## WHAT IS EXPECTED
Your response must consist of the listing below, repeated exactly.

## MATERIAL PROVIDED
*** Block opens ***

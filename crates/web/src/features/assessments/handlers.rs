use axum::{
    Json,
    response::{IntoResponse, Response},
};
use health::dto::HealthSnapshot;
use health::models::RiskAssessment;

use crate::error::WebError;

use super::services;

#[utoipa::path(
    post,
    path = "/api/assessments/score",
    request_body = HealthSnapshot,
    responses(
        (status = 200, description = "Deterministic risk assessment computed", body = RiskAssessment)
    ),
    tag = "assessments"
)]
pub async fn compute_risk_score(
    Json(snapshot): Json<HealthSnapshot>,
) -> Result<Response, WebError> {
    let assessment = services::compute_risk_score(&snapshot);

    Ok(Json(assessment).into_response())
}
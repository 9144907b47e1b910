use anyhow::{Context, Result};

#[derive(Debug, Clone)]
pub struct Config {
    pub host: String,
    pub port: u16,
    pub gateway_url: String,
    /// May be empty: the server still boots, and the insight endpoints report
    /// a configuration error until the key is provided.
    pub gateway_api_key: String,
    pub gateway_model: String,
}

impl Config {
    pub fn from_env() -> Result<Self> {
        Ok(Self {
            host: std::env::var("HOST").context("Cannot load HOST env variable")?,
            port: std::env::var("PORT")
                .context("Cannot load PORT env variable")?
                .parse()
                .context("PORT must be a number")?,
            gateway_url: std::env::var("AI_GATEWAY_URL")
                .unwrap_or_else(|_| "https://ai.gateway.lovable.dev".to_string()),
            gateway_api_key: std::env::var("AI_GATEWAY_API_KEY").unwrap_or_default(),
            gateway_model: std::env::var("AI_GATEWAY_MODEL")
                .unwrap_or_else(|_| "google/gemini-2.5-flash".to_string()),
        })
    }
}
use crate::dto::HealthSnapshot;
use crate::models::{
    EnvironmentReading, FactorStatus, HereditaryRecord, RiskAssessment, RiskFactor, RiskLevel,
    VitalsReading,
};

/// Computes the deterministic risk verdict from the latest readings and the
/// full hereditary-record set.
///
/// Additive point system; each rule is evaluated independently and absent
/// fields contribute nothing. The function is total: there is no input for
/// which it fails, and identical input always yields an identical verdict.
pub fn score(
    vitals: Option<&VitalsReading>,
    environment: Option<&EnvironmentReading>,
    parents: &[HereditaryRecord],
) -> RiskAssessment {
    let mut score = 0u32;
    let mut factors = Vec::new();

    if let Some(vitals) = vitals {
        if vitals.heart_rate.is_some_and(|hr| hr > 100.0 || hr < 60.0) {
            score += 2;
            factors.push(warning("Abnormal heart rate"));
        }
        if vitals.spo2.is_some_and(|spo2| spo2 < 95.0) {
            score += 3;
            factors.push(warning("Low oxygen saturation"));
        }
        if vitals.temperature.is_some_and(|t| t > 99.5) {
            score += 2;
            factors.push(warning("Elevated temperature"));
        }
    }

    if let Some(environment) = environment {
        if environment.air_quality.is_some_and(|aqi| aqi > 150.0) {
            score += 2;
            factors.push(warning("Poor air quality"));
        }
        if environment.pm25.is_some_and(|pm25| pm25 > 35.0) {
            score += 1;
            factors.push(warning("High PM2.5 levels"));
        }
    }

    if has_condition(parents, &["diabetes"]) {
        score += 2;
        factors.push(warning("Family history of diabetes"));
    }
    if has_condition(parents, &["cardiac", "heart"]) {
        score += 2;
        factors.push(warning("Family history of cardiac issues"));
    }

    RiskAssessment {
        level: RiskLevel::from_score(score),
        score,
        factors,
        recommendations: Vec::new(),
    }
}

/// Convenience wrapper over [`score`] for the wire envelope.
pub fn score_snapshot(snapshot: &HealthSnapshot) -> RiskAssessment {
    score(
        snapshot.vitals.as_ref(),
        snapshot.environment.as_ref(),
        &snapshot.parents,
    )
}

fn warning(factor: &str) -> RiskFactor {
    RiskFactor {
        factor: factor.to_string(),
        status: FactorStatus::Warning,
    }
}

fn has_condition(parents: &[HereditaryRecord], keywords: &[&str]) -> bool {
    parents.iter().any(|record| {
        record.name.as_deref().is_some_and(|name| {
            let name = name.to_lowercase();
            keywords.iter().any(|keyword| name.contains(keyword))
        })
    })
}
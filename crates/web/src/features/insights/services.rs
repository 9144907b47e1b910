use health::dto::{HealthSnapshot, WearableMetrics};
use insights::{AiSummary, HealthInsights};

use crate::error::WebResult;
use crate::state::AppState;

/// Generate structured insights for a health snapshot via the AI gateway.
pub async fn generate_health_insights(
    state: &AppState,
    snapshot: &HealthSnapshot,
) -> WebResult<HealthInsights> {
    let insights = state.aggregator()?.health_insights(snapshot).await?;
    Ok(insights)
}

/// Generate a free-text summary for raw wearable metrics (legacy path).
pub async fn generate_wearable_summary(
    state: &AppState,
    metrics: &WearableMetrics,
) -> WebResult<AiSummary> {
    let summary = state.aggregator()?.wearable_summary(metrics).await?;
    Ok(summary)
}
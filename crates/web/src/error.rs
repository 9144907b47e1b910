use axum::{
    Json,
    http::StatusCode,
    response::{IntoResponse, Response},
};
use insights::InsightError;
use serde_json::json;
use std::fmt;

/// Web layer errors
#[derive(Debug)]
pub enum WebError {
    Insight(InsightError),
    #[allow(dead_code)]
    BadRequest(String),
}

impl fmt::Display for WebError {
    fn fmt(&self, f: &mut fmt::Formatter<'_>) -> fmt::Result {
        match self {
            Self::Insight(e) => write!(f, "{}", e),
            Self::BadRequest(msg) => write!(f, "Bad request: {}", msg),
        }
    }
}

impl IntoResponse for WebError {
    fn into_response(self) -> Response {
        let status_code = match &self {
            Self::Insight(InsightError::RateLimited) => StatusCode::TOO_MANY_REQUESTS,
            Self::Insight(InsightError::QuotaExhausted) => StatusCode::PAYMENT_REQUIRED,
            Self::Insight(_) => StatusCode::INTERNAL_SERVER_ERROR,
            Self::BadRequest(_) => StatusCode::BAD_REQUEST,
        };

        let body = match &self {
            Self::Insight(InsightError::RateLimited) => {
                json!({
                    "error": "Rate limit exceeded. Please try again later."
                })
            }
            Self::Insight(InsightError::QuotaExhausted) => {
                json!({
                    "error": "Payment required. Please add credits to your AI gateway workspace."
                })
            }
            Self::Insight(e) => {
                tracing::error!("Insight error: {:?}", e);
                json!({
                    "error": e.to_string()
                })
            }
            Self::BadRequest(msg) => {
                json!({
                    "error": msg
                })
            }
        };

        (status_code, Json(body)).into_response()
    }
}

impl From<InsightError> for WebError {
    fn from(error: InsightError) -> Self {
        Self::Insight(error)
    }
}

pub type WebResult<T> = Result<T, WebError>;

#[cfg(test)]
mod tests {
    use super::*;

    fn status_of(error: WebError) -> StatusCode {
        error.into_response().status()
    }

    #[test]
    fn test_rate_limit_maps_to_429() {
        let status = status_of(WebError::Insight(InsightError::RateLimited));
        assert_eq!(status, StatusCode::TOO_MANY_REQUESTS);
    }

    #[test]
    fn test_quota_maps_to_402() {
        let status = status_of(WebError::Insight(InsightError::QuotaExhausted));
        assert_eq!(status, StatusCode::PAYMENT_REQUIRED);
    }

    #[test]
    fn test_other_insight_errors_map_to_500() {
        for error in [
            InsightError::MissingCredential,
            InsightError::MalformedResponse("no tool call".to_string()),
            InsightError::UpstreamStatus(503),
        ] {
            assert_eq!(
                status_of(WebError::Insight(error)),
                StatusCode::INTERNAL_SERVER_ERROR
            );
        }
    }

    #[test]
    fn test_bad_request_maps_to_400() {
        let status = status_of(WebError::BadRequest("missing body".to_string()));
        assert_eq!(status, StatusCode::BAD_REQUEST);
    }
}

*** Block closes ***

## ANSWER SPACE
filename crates/web/src/features/assessments/handlers.rs
use axum::{
    Json,
    response::{IntoResponse, Response},
};
use health::dto::HealthSnapshot;
use health::models::RiskAssessment;

use crate::error::WebError;

use super::services;

#[utoipa::path(
    post,
    path = "/api/assessments/score",
    request_body = HealthSnapshot,
    responses(
        (status = 200, description = "Deterministic risk assessment computed", body = RiskAssessment)
    ),
    tag = "assessments"
)]
pub async fn compute_risk_score(
    Json(snapshot): Json<HealthSnapshot>,
) -> Result<Response, WebError> {
    let assessment = services::compute_risk_score(&snapshot);

    Ok(Json(assessment).into_response())
}
repository 9144907b47e1b910
use anyhow::{Context, Result};

#[derive(Debug, Clone)]
pub struct Config {
    pub host: String,
    pub port: u16,
    pub gateway_url: String,
    /// May be empty: the server still boots, and the insight endpoints report
    /// a configuration error until the key is provided.
    pub gateway_api_key: String,
    pub gateway_model: String,
}

impl Config {
    pub fn from_env() -> Result<Self> {
        Ok(Self {
            host: std::env::var("HOST").context("Cannot load HOST env variable")?,
            port: std::env::var("PORT")
                .context("Cannot load PORT env variable")?
                .parse()
                .context("PORT must be a number")?,
            gateway_url: std::env::var("AI_GATEWAY_URL")
                .unwrap_or_else(|_| "https://ai.gateway.lovable.dev".to_string()),
            gateway_api_key: std::env::var("AI_GATEWAY_API_KEY").unwrap_or_default(),
            gateway_model: std::env::var("AI_GATEWAY_MODEL")
                .unwrap_or_else(|_| "google/gemini-2.5-flash".to_string()),
        })
    }
}
use crate::dto::HealthSnapshot;
use crate::models::{
    EnvironmentReading, FactorStatus, HereditaryRecord, RiskAssessment, RiskFactor, RiskLevel,
    VitalsReading,
};

/// Computes the deterministic risk verdict from the latest readings and the
/// full hereditary-record set.
///
/// Additive point system; each rule is evaluated independently and absent
/// fields contribute nothing. The function is total: there is no input for
/// which it fails, and identical input always yields an identical verdict.
pub fn score(
    vitals: Option<&VitalsReading>,
    environment: Option<&EnvironmentReading>,
    parents: &[HereditaryRecord],
) -> RiskAssessment {
    let mut score = 0u32;
    let mut factors = Vec::new();

    if let Some(vitals) = vitals {
        if vitals.heart_rate.is_some_and(|hr| hr > 100.0 || hr < 60.0) {
            score += 2;
            factors.push(warning("Abnormal heart rate"));
        }
        if vitals.spo2.is_some_and(|spo2| spo2 < 95.0) {
            score += 3;
            factors.push(warning("Low oxygen saturation"));
        }
        if vitals.temperature.is_some_and(|t| t > 99.5) {
            score += 2;
            factors.push(warning("Elevated temperature"));
        }
    }

    if let Some(environment) = environment {
        if environment.air_quality.is_some_and(|aqi| aqi > 150.0) {
            score += 2;
            factors.push(warning("Poor air quality"));
        }
        if environment.pm25.is_some_and(|pm25| pm25 > 35.0) {
            score += 1;
            factors.push(warning("High PM2.5 levels"));
        }
    }

    if has_condition(parents, &["diabetes"]) {
        score += 2;
        factors.push(warning("Family history of diabetes"));
    }
    if has_condition(parents, &["cardiac", "heart"]) {
        score += 2;
        factors.push(warning("Family history of cardiac issues"));
    }

    RiskAssessment {
        level: RiskLevel::from_score(score),
        score,
        factors,
        recommendations: Vec::new(),
    }
}

/// Convenience wrapper over [`score`] for the wire envelope.
pub fn score_snapshot(snapshot: &HealthSnapshot) -> RiskAssessment {
    score(
        snapshot.vitals.as_ref(),
        snapshot.environment.as_ref(),
        &snapshot.parents,
    )
}

fn warning(factor: &str) -> RiskFactor {
    RiskFactor {
        factor: factor.to_string(),
        status: FactorStatus::Warning,
    }
}

fn has_condition(parents: &[HereditaryRecord], keywords: &[&str]) -> bool {
    parents.iter().any(|record| {
        record.name.as_deref().is_some_and(|name| {
            let name = name.to_lowercase();
            keywords.iter().any(|keyword| name.contains(keyword))
        })
    })
}
filename crates/web/src/features/insights/services.rs
repository 9144907b47e1b910
use health::dto::{HealthSnapshot, WearableMetrics};
use insights::{AiSummary, HealthInsights};

use crate::error::WebResult;
use crate::state::AppState;

/// Generate structured insights for a health snapshot via the AI gateway.
pub async fn generate_health_insights(
    state: &AppState,
    snapshot: &HealthSnapshot,
) -> WebResult<HealthInsights> {
    let insights = state.aggregator()?.health_insights(snapshot).await?;
    Ok(insights)
}

/// Generate a free-text summary for raw wearable metrics (legacy path).
pub async fn generate_wearable_summary(
    state: &AppState,
    metrics: &WearableMetrics,
) -> WebResult<AiSummary> {
    let summary = state.aggregator()?.wearable_summary(metrics).await?;
    Ok(summary)
}
filename crates/web/src/error.rs
repository 9144907b47e1b910
use axum::{
    Json,
    http::StatusCode,
    response::{IntoResponse, Response},
};
use insights::InsightError;
use serde_json::json;
use std::fmt;

/// Web layer errors
#[derive(Debug)]
pub enum WebError {
    Insight(InsightError),
    #[allow(dead_code)]
    BadRequest(String),
}

impl fmt::Display for WebError {
    fn fmt(&self, f: &mut fmt::Formatter<'_>) -> fmt::Result {
        match self {
            Self::Insight(e) => write!(f, "{}", e),
            Self::BadRequest(msg) => write!(f, "Bad request: {}", msg),
        }
    }
}

impl IntoResponse for WebError {
    fn into_response(self) -> Response {
        let status_code = match &self {
            Self::Insight(InsightError::RateLimited) => StatusCode::TOO_MANY_REQUESTS,
            Self::Insight(InsightError::QuotaExhausted) => StatusCode::PAYMENT_REQUIRED,
            Self::Insight(_) => StatusCode::INTERNAL_SERVER_ERROR,
            Self::BadRequest(_) => StatusCode::BAD_REQUEST,
        };

        let body = match &self {
            Self::Insight(InsightError::RateLimited) => {
                json!({
                    "error": "Rate limit exceeded. Please try again later."
                })
            }
            Self::Insight(InsightError::QuotaExhausted) => {
                json!({
                    "error": "Payment required. Please add credits to your AI gateway workspace."
                })
            }
            Self::Insight(e) => {
                tracing::error!("Insight error: {:?}", e);
                json!({
                    "error": e.to_string()
                })
            }
            Self::BadRequest(msg) => {
                json!({
                    "error": msg
                })
            }
        };

        (status_code, Json(body)).into_response()
    }
}

impl From<InsightError> for WebError {
    fn from(error: InsightError) -> Self {
        Self::Insight(error)
    }
}

pub type WebResult<T> = Result<T, WebError>;

#[cfg(test)]
mod tests {
    use super::*;

    fn status_of(error: WebError) -> StatusCode {
        error.into_response().status()
    }

    #[test]
    fn test_rate_limit_maps_to_429() {
        let status = status_of(WebError::Insight(InsightError::RateLimited));
        assert_eq!(status, StatusCode::TOO_MANY_REQUESTS);
    }

    #[test]
    fn test_quota_maps_to_402() {
        let status = status_of(WebError::Insight(InsightError::QuotaExhausted));
        assert_eq!(status, StatusCode::PAYMENT_REQUIRED);
    }

    #[test]
    fn test_other_insight_errors_map_to_500() {
        for error in [
            InsightError::MissingCredential,
            InsightError::MalformedResponse("no tool call".to_string()),
            InsightError::UpstreamStatus(503),
        ] {
            assert_eq!(
                status_of(WebError::Insight(error)),
                StatusCode::INTERNAL_SERVER_ERROR
            );
        }
    }

    #[test]
    fn test_bad_request_maps_to_400() {
        let status = status_of(WebError::BadRequest("missing body".to_string()));
        assert_eq!(status, StatusCode::BAD_REQUEST);
    }
}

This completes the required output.